Third quarter net sales were $70.0 million compared to $72.7 million in the third quarter ended Sept. 30. The company reported third quarter net income of $1.8 million, or 24 cents per diluted share, compared to net income of $3.1 million, or 42 cents, in the third quarter of 2014.

David Sharp, president and CEO, commented, “Our third quarter performance reflects softer than expected demand in our Work and Hunting categories. The combination of warm temperatures, challenging retail store traffic and weakening local economies tied to oil & gas production led to lower levels of reorders for many of our waterproof and insulated boot collections. This was partially offset by continued growth of our Durango brand and Commercial Military business combined with a significant sales increase in our lower margin, contract military segment. While we are disappointed in our overall results and are being cautious about the remainder of this year given current trends, we believe our entire brand portfolio remains healthy and that the slowdown in our top-line is temporary. We are confident that our product and distribution strategies will generate earnings growth in excess of sales growth over the long-term as our business model has recently demonstrated.”

Third Quarter Review

Net sales for the third quarter were $70.0 million compared to $72.7 million a year ago. Wholesale sales for the third quarter decreased 12.0 percent to $54.7 million compared to $62.1 million for the same period in 2014. Retail sales for the third quarter increased 8.4 percent to $10.3 million compared to $9.5 million for the same period last year. Military segment sales for the third quarter increased to $5.1 million compared to $1.1 million in the third quarter of 2014.

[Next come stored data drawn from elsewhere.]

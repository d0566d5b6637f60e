/*
 * Copyright (c) 2024, United States Government, as represented by the
 * Administrator of the National Aeronautics and Space Administration.
 * All rights reserved.
 *
 * The RACE - Runtime for Airspace Concept Evaluation platform is licensed
 * under the Apache License, Version 2.0 (the "License"); you may not use
 * this file except in compliance with the License. You may obtain a copy
 * of the License at http://www.apache.org/licenses/LICENSE-2.0.
 *
 * Unless required by applicable law or agreed to in writing, software
 * distributed under the License is distributed on an "AS IS" BASIS,
 * WITHOUT WARRANTIES OR CONDITIONS OF ANY KIND, either express or implied.
 * See the License for the specific language governing permissions and
 * limitations under the License.
 */

/// the persistent cache index - a single-file embedded store holding known files,
/// jobs and their queued requests. Every multi-row mutation runs inside one
/// transaction; a failed transaction leaves the index unchanged.

use std::path::Path;

use chrono::{DateTime,TimeZone,Utc};
use log::warn;
use rusqlite::{params,Connection,OptionalExtension};

use gnss_products::request::{Request,RequestStatus};
use crate::errors::{GnssCacheError,Result};

const SCHEMA: &str = "\
CREATE TABLE IF NOT EXISTS files (
    id INTEGER PRIMARY KEY AUTOINCREMENT,
    type TEXT NOT NULL,
    subtype TEXT NOT NULL,
    relative_path TEXT NOT NULL UNIQUE,
    expiry INTEGER NOT NULL
);
CREATE TABLE IF NOT EXISTS jobs (
    id TEXT PRIMARY KEY,
    created INTEGER NOT NULL,
    expiry INTEGER NOT NULL
);
CREATE TABLE IF NOT EXISTS requests (
    id INTEGER PRIMARY KEY AUTOINCREMENT,
    reqid TEXT NOT NULL UNIQUE,
    job_id TEXT NOT NULL,
    type TEXT NOT NULL,
    subtype TEXT NOT NULL,
    start INTEGER NOT NULL,
    end INTEGER NOT NULL,
    station TEXT,
    status TEXT NOT NULL,
    message TEXT,
    available_date INTEGER,
    supplied_subtype TEXT
);
CREATE TABLE IF NOT EXISTS file_requests (
    request_id INTEGER NOT NULL,
    file_id INTEGER NOT NULL,
    PRIMARY KEY (request_id, file_id)
);
CREATE INDEX IF NOT EXISTS idx_requests_status ON requests (status, available_date);
";

#[derive(Debug,Clone)]
pub struct StoredRequest {
    pub id: i64,
    pub req: Request
}

#[derive(Debug,Clone)]
pub struct StoredFile {
    pub id: i64,
    pub type_code: String,
    pub subtype: String,
    pub relative_path: String,
    pub expiry: DateTime<Utc>
}

pub struct CacheIndex {
    conn: Connection
}

fn ts (dt: &DateTime<Utc>) -> i64 { dt.timestamp() }

fn dt (secs: i64) -> DateTime<Utc> {
    Utc.timestamp_opt(secs, 0).single().unwrap_or_else(|| Utc::now())
}

fn row_to_request (row: &rusqlite::Row) -> rusqlite::Result<StoredRequest> {
    let status: String = row.get(8)?;
    Ok( StoredRequest {
        id: row.get(0)?,
        req: Request {
            job_id: row.get(2)?,
            type_code: row.get(3)?,
            subtype: row.get(4)?,
            start: dt( row.get(5)?),
            end: dt( row.get(6)?),
            station: row.get(7)?,
            status: RequestStatus::from_str(&status).unwrap_or(RequestStatus::Invalid),
            message: row.get(9)?,
            available_date: row.get::<_,Option<i64>>(10)?.map(dt),
            supplied_subtype: row.get(11)?
        }
    })
}

const REQUEST_COLS: &str = "id, reqid, job_id, type, subtype, start, end, station, status, message, available_date, supplied_subtype";

impl CacheIndex {
    pub fn open (path: impl AsRef<Path>) -> Result<CacheIndex> {
        let conn = Connection::open(path)?;
        conn.execute_batch(SCHEMA)?;
        Ok( CacheIndex { conn })
    }

    pub fn open_in_memory () -> Result<CacheIndex> {
        let conn = Connection::open_in_memory()?;
        conn.execute_batch(SCHEMA)?;
        Ok( CacheIndex { conn })
    }

    //--- requests and jobs

    /// insert or replace a request by its reqid, creating its job row on first
    /// contact and refreshing the job expiry. Returns the request row id
    pub fn upsert_request (&mut self, req: &Request, retention_days: u32, now: &DateTime<Utc>) -> Result<i64> {
        let tx = self.conn.transaction()?;

        tx.prepare_cached("INSERT OR IGNORE INTO jobs (id, created, expiry) VALUES (?, ?, ?)")?
            .execute( params![ req.job_id, ts(now), ts(now)])?;

        tx.prepare_cached(
            "INSERT INTO requests (reqid, job_id, type, subtype, start, end, station, status, message, available_date, supplied_subtype) \
             VALUES (?, ?, ?, ?, ?, ?, ?, ?, ?, ?, ?) \
             ON CONFLICT(reqid) DO UPDATE SET \
                status = excluded.status, message = excluded.message, \
                available_date = excluded.available_date, supplied_subtype = excluded.supplied_subtype")?
            .execute( params![
                req.reqid(), req.job_id, req.type_code, req.subtype,
                ts(&req.start), ts(&req.end), req.station,
                req.status.as_str(), req.message,
                req.available_date.as_ref().map(ts), req.supplied_subtype])?;

        let id: i64 = tx.prepare_cached("SELECT id FROM requests WHERE reqid = ?")?
            .query_row( params![ req.reqid()], |row| row.get(0))?;

        refresh_job_expiry(&tx, &req.job_id, retention_days, now)?;

        tx.commit()?;
        Ok(id)
    }

    pub fn get_request (&self, reqid: &str) -> Result<Option<StoredRequest>> {
        let sql = format!("SELECT {} FROM requests WHERE reqid = ?", REQUEST_COLS);
        let found = self.conn.prepare_cached(&sql)?
            .query_row( params![reqid], row_to_request)
            .optional()?;
        Ok(found)
    }

    pub fn update_request (&mut self, id: i64, req: &Request, retention_days: u32, now: &DateTime<Utc>) -> Result<()> {
        let tx = self.conn.transaction()?;

        tx.prepare_cached(
            "UPDATE requests SET status = ?, message = ?, available_date = ?, supplied_subtype = ? WHERE id = ?")?
            .execute( params![
                req.status.as_str(), req.message,
                req.available_date.as_ref().map(ts), req.supplied_subtype, id])?;

        refresh_job_expiry(&tx, &req.job_id, retention_days, now)?;

        tx.commit()?;
        Ok(())
    }

    /// PENDING/DELAYED requests due by now, ascending available_date
    pub fn due_requests (&self, now: &DateTime<Utc>) -> Result<Vec<StoredRequest>> {
        let sql = format!(
            "SELECT {} FROM requests \
             WHERE status IN ('PENDING','DELAYED') AND available_date IS NOT NULL AND available_date <= ? \
             ORDER BY available_date ASC", REQUEST_COLS);

        let mut stmt = self.conn.prepare_cached(&sql)?;
        let rows = stmt.query_map( params![ ts(now)], row_to_request)?;
        let mut due = Vec::new();
        for row in rows { due.push(row?); }
        Ok(due)
    }

    /// delete a request and its file links (files stay until purge)
    pub fn delete_request (&mut self, id: i64) -> Result<()> {
        let tx = self.conn.transaction()?;
        tx.prepare_cached("DELETE FROM file_requests WHERE request_id = ?")?.execute(params![id])?;
        tx.prepare_cached("DELETE FROM requests WHERE id = ?")?.execute(params![id])?;
        tx.commit()?;
        Ok(())
    }

    /// ids of jobs whose requests have all reached a terminal status
    pub fn ready_jobs (&self) -> Result<Vec<String>> {
        let mut stmt = self.conn.prepare_cached(
            "SELECT j.id FROM jobs j WHERE NOT EXISTS ( \
                SELECT 1 FROM requests r WHERE r.job_id = j.id \
                AND r.status NOT IN ('COMPLETED','UNAVAILABLE')) \
             AND EXISTS (SELECT 1 FROM requests r2 WHERE r2.job_id = j.id)")?;

        let rows = stmt.query_map([], |row| row.get::<_,String>(0))?;
        let mut ids = Vec::new();
        for row in rows { ids.push(row?); }
        Ok(ids)
    }

    //--- files

    /// register a cached file (upsert by relative path); the expiry only moves out
    pub fn add_file (&mut self, type_code: &str, subtype: &str, relative_path: &str,
                     expiry: &DateTime<Utc>) -> Result<i64> {
        self.conn.prepare_cached(
            "INSERT INTO files (type, subtype, relative_path, expiry) VALUES (?, ?, ?, ?) \
             ON CONFLICT(relative_path) DO UPDATE SET expiry = MAX(expiry, excluded.expiry)")?
            .execute( params![ type_code, subtype, relative_path, ts(expiry)])?;

        let id: i64 = self.conn.prepare_cached("SELECT id FROM files WHERE relative_path = ?")?
            .query_row( params![relative_path], |row| row.get(0))?;
        Ok(id)
    }

    pub fn link_file (&mut self, request_id: i64, file_id: i64) -> Result<()> {
        self.conn.prepare_cached(
            "INSERT OR IGNORE INTO file_requests (request_id, file_id) VALUES (?, ?)")?
            .execute( params![request_id, file_id])?;
        Ok(())
    }

    pub fn files_of_request (&self, request_id: i64) -> Result<Vec<StoredFile>> {
        let mut stmt = self.conn.prepare_cached(
            "SELECT f.id, f.type, f.subtype, f.relative_path, f.expiry \
             FROM files f JOIN file_requests fr ON fr.file_id = f.id \
             WHERE fr.request_id = ? ORDER BY f.relative_path")?;

        let rows = stmt.query_map( params![request_id], |row| Ok( StoredFile {
            id: row.get(0)?,
            type_code: row.get(1)?,
            subtype: row.get(2)?,
            relative_path: row.get(3)?,
            expiry: dt( row.get(4)?)
        }))?;

        let mut files = Vec::new();
        for row in rows { files.push(row?); }
        Ok(files)
    }

    //--- retention

    /// delete jobs past their expiry, cascading their requests and links.
    /// Returns the number of deleted jobs
    pub fn purge_jobs (&mut self, now: &DateTime<Utc>) -> Result<usize> {
        let tx = self.conn.transaction()?;

        let mut deleted = 0;
        {
            let mut job_stmt = tx.prepare_cached("SELECT id FROM jobs WHERE expiry <= ?")?;
            let job_ids: Vec<String> = job_stmt.query_map( params![ts(now)], |row| row.get(0))?
                .collect::<rusqlite::Result<_>>()?;

            for job_id in &job_ids {
                tx.prepare_cached(
                    "DELETE FROM file_requests WHERE request_id IN (SELECT id FROM requests WHERE job_id = ?)")?
                    .execute(params![job_id])?;
                tx.prepare_cached("DELETE FROM requests WHERE job_id = ?")?.execute(params![job_id])?;
                tx.prepare_cached("DELETE FROM jobs WHERE id = ?")?.execute(params![job_id])?;
                deleted += 1;
            }
        }

        tx.commit()?;
        Ok(deleted)
    }

    /// expired files with no live request links
    pub fn purgeable_files (&self, now: &DateTime<Utc>) -> Result<Vec<StoredFile>> {
        let mut stmt = self.conn.prepare_cached(
            "SELECT f.id, f.type, f.subtype, f.relative_path, f.expiry FROM files f \
             WHERE f.expiry <= ? AND NOT EXISTS (SELECT 1 FROM file_requests fr WHERE fr.file_id = f.id)")?;

        let rows = stmt.query_map( params![ts(now)], |row| Ok( StoredFile {
            id: row.get(0)?,
            type_code: row.get(1)?,
            subtype: row.get(2)?,
            relative_path: row.get(3)?,
            expiry: dt( row.get(4)?)
        }))?;

        let mut files = Vec::new();
        for row in rows { files.push(row?); }
        Ok(files)
    }

    /// delete one file row and its on-disk copy in a single step: the row delete
    /// is rolled back if the disk remove fails
    pub fn purge_file (&mut self, file: &StoredFile, disk_path: &Path) -> Result<()> {
        let tx = self.conn.transaction()?;
        tx.prepare_cached("DELETE FROM files WHERE id = ?")?.execute( params![file.id])?;

        if disk_path.is_file() {
            if let Err(e) = std::fs::remove_file(disk_path) {
                warn!("cannot remove cached file {:?}: {}", disk_path, e);
                return Ok(()); // tx dropped -> rolled back, file stays indexed
            }
        }
        tx.commit()?;
        Ok(())
    }

    //--- introspection (mostly for tests and status reports)

    pub fn request_count (&self) -> Result<i64> {
        Ok( self.conn.query_row("SELECT COUNT(*) FROM requests", [], |row| row.get(0))?)
    }

    pub fn file_count (&self) -> Result<i64> {
        Ok( self.conn.query_row("SELECT COUNT(*) FROM files", [], |row| row.get(0))?)
    }

    pub fn job_count (&self) -> Result<i64> {
        Ok( self.conn.query_row("SELECT COUNT(*) FROM jobs", [], |row| row.get(0))?)
    }
}

/// job expiry = max(available_date of its requests) + retention, floored at now
fn refresh_job_expiry (tx: &rusqlite::Transaction, job_id: &str, retention_days: u32,
                       now: &DateTime<Utc>) -> rusqlite::Result<()> {
    let max_avail: Option<i64> = tx.prepare_cached(
        "SELECT MAX(available_date) FROM requests WHERE job_id = ?")?
        .query_row( params![job_id], |row| row.get(0))?;

    let retention_secs = retention_days as i64 * 86400;
    let expiry = std::cmp::max( max_avail.unwrap_or(0) + retention_secs, ts(now));

    tx.prepare_cached("UPDATE jobs SET expiry = ? WHERE id = ?")?
        .execute( params![expiry, job_id])?;
    Ok(())
}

Gross margin in the third quarter of 2015 was $22.1 million, or 31.6 percent of sales, compared to $24.3 million, or 33.4 percent of sales, for the same period last year. The 180 basis point decrease was primarily due to the increase in military segment sales as a percentage of overall sales, which carry lower gross margins than wholesale and retail.

Selling, general and administrative (SG&A) expenses were $19.2 million, or 27.5 percent of net sales, for the third quarter of 2015 compared to $19.4 million, or 26.6 percent of net sales, a year ago.

Income from operations was $2.9 million, or 4.1 percent of net sales, compared to $4.9 million, or 6.8 percent of net sales, a year ago.

Interest expense was $188,000 for the third quarter of 2015, versus $253,000 for the same period last year.

The company’s funded debt decreased $5.7 million, or 11.2 percent, to $45.0 million at September 30, 2015 compared to $50.7 million at September 30, 2014.

Inventories decreased $2.1 million, or 2.4 percent, to $88.0 million at September 30, 2015 compared with $90.1 million on the same date a year ago.

Rocky Brands includes Rocky, Georgia Boot, Durango, Lehigh, Creative Recreation, and the licensed brand Michelin.